To remove impurities and enhance stability in AAV-based therapies, for example, manufacturers can use various technologies. For instance, affinity chromatography can be used to remove most non-AAV proteins and DNA, ion-exchange chromatography can separate full from empty capsids, size-exclusion chromatography can reduce aggregates, and low-molecular-weight impurities, like salts or nucleotides, can be removed with ultrafiltration. Plus, Swanson points out that “stabilizing formulations help preserve capsid integrity and minimize degradation.”
In addition, Gadoury points out the need for orthogonal technologies to produce the desired product. To address stability, for example, “low-shear processing, optimized hold conditions, and stabilizing excipients, such as histidine buffering systems or polysorbates, are evaluated via high-throughput screening,” he says.
Improving analysis
“You can’t control what you do not see,” Patrick says. So, scientists often focus on new methods of detecting impurities and quantifying instability. As Patrick adds, these techniques “will improve the control of impurities and drug instability through awareness.”
In some situations, in-process analytics such as in-line monitoring of pH, conductivity, protein content, and real-time analysis of in-process samples can be incorporated with control strategies. These methods can be used “to monitor impurity reduction trends and maintain product integrity throughout purification,” Swanson says.
Other companies also aim to gain better production control with in-process controls and real-time monitoring. For example, Gadoury says that these techniques help to “ensure consistent impurity clearance and overall product quality.”
More AI ahead
Even though drugs will never be totally pure and stable, pharmaceutical scientists strive to get as close to those goals as possible. Various tools and techniques, including AI, will support the pursuit of these goals.

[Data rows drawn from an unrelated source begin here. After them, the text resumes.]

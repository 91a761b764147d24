//! Pinhole camera with radial/tangential lens distortion.
//!
//! Distortion coefficients follow the `[k1, k2, p1, p2, k3]` convention:
//!
//! ```text
//! r2 = x^2 + y^2
//! x' = x (1 + k1 r2 + k2 r2^2 + k3 r2^3) + 2 p1 x y + p2 (r2 + 2 x^2)
//! y' = y (1 + k1 r2 + k2 r2^2 + k3 r2^3) + p1 (r2 + 2 y^2) + 2 p2 x y
//! ```

use crate::FrameHeader;
use nalgebra::{Matrix3, Point2, Point3, Vector3};
use serde::{Deserialize, Serialize};

/// Number of distortion coefficients carried by [`CameraIntrinsics`].
pub const DISTORTION_COEFFS: usize = 5;

const UNDISTORT_ITERATIONS: usize = 20;

/// Validated camera intrinsics snapshot.
#[derive(Clone, Debug, PartialEq, Serialize, Deserialize)]
pub struct CameraIntrinsics {
    /// 3x3 intrinsic matrix (focal lengths, skew, principal point).
    pub matrix: Matrix3<f64>,
    /// `[k1, k2, p1, p2, k3]`.
    pub distortion: [f64; DISTORTION_COEFFS],
    /// Header of the calibration message this snapshot was built from.
    #[serde(default)]
    pub provenance: FrameHeader,
}

impl CameraIntrinsics {
    /// Build from a row-major intrinsic array.
    pub fn from_row_major(
        k: &[f64; 9],
        distortion: [f64; DISTORTION_COEFFS],
        provenance: FrameHeader,
    ) -> Self {
        Self {
            matrix: Matrix3::from_row_slice(k),
            distortion,
            provenance,
        }
    }

    /// Row-major copy of the intrinsic matrix.
    pub fn row_major(&self) -> [f64; 9] {
        let m = &self.matrix;
        [
            m[(0, 0)],
            m[(0, 1)],
            m[(0, 2)],
            m[(1, 0)],
            m[(1, 1)],
            m[(1, 2)],
            m[(2, 0)],
            m[(2, 1)],
            m[(2, 2)],
        ]
    }

    /// True if any entry of the intrinsic matrix is non-zero.
    pub fn has_nonzero_matrix(k: &[f64; 9]) -> bool {
        k.iter().any(|&v| v != 0.0)
    }

    #[inline]
    pub fn has_distortion(&self) -> bool {
        self.distortion.iter().any(|&d| d != 0.0)
    }

    /// Apply the distortion model to ideal normalized coordinates.
    pub fn distort_normalized(&self, p: Point2<f64>) -> Point2<f64> {
        let [k1, k2, p1, p2, k3] = self.distortion;
        let (x, y) = (p.x, p.y);
        let r2 = x * x + y * y;
        let radial = 1.0 + r2 * (k1 + r2 * (k2 + r2 * k3));
        Point2::new(
            x * radial + 2.0 * p1 * x * y + p2 * (r2 + 2.0 * x * x),
            y * radial + p1 * (r2 + 2.0 * y * y) + 2.0 * p2 * x * y,
        )
    }

    /// Map distorted normalized coordinates to pixels through the intrinsic matrix.
    #[inline]
    pub fn normalized_to_pixel(&self, p: Point2<f64>) -> Point2<f64> {
        let v = self.matrix * Vector3::new(p.x, p.y, 1.0);
        Point2::new(v[0] / v[2], v[1] / v[2])
    }

    /// Project a camera-frame point to pixels. Points at or behind the camera yield `None`.
    pub fn project(&self, p: &Point3<f64>) -> Option<Point2<f64>> {
        if p.z <= f64::EPSILON {
            return None;
        }
        let ideal = Point2::new(p.x / p.z, p.y / p.z);
        let px = self.normalized_to_pixel(self.distort_normalized(ideal));
        (px.x.is_finite() && px.y.is_finite()).then_some(px)
    }

    /// Invert the intrinsic matrix and the distortion model for a pixel.
    ///
    /// Distortion is removed by fixed-point iteration, which converges for
    /// the moderate distortion of typical lenses.
    pub fn undistort_pixel(&self, px: Point2<f64>) -> Option<Point2<f64>> {
        let k_inv = self.matrix.try_inverse()?;
        let v = k_inv * Vector3::new(px.x, px.y, 1.0);
        if v[2].abs() < f64::EPSILON {
            return None;
        }
        let distorted = Point2::new(v[0] / v[2], v[1] / v[2]);
        if !self.has_distortion() {
            return Some(distorted);
        }

        let [k1, k2, p1, p2, k3] = self.distortion;
        let (mut x, mut y) = (distorted.x, distorted.y);
        for _ in 0..UNDISTORT_ITERATIONS {
            let r2 = x * x + y * y;
            let radial = 1.0 + r2 * (k1 + r2 * (k2 + r2 * k3));
            if radial.abs() < f64::EPSILON {
                return None;
            }
            let dx = 2.0 * p1 * x * y + p2 * (r2 + 2.0 * x * x);
            let dy = p1 * (r2 + 2.0 * y * y) + 2.0 * p2 * x * y;
            x = (distorted.x - dx) / radial;
            y = (distorted.y - dy) / radial;
        }
        (x.is_finite() && y.is_finite()).then(|| Point2::new(x, y))
    }
}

For one thing, new spectroscopic techniques will give scientists better detection of potential problems. As Patrick notes, “Mass spectrometry will continue to be leveraged with enhanced sensitivity to allow for the identification of impurities and degradants, and new materials, formulation, and devices for drug delivery will better support the mitigation of instability through controlled exposure and dose minimization.”
Manufacturing could also make more pure and stable products. As one example, Swanson mentions continuous manufacturing combined with automated process analytical technology, where “automation and AI-driven, real-time monitoring and adaptive control will reduce batch variability and impurity carryover.”
In addition, Swanson says that advanced membrane technologies will allow “faster processing through convective flow, resulting in better separation of empty and full capsids at high throughput,” and next-generation formulation development will provide the “ability to quickly screen for AAV stabilizers using a high-throughput method to significantly reduce the time spent during final formulation development.”
In looking ahead, Gadoury is optimistic about better control of products. “We’re seeing a lot of recent progress here, from integrated process analytical technology, advanced AI/ML predictive modeling, and next-generation chromatography resins,” he says. “These technologies are expected to continue to enable earlier impurity detection while improving process consistency.” Moreover, Gadoury adds, “The combination of real-time data, process modeling, and new technologies has the potential to reduce development timelines and risk, even as modalities become more complex.”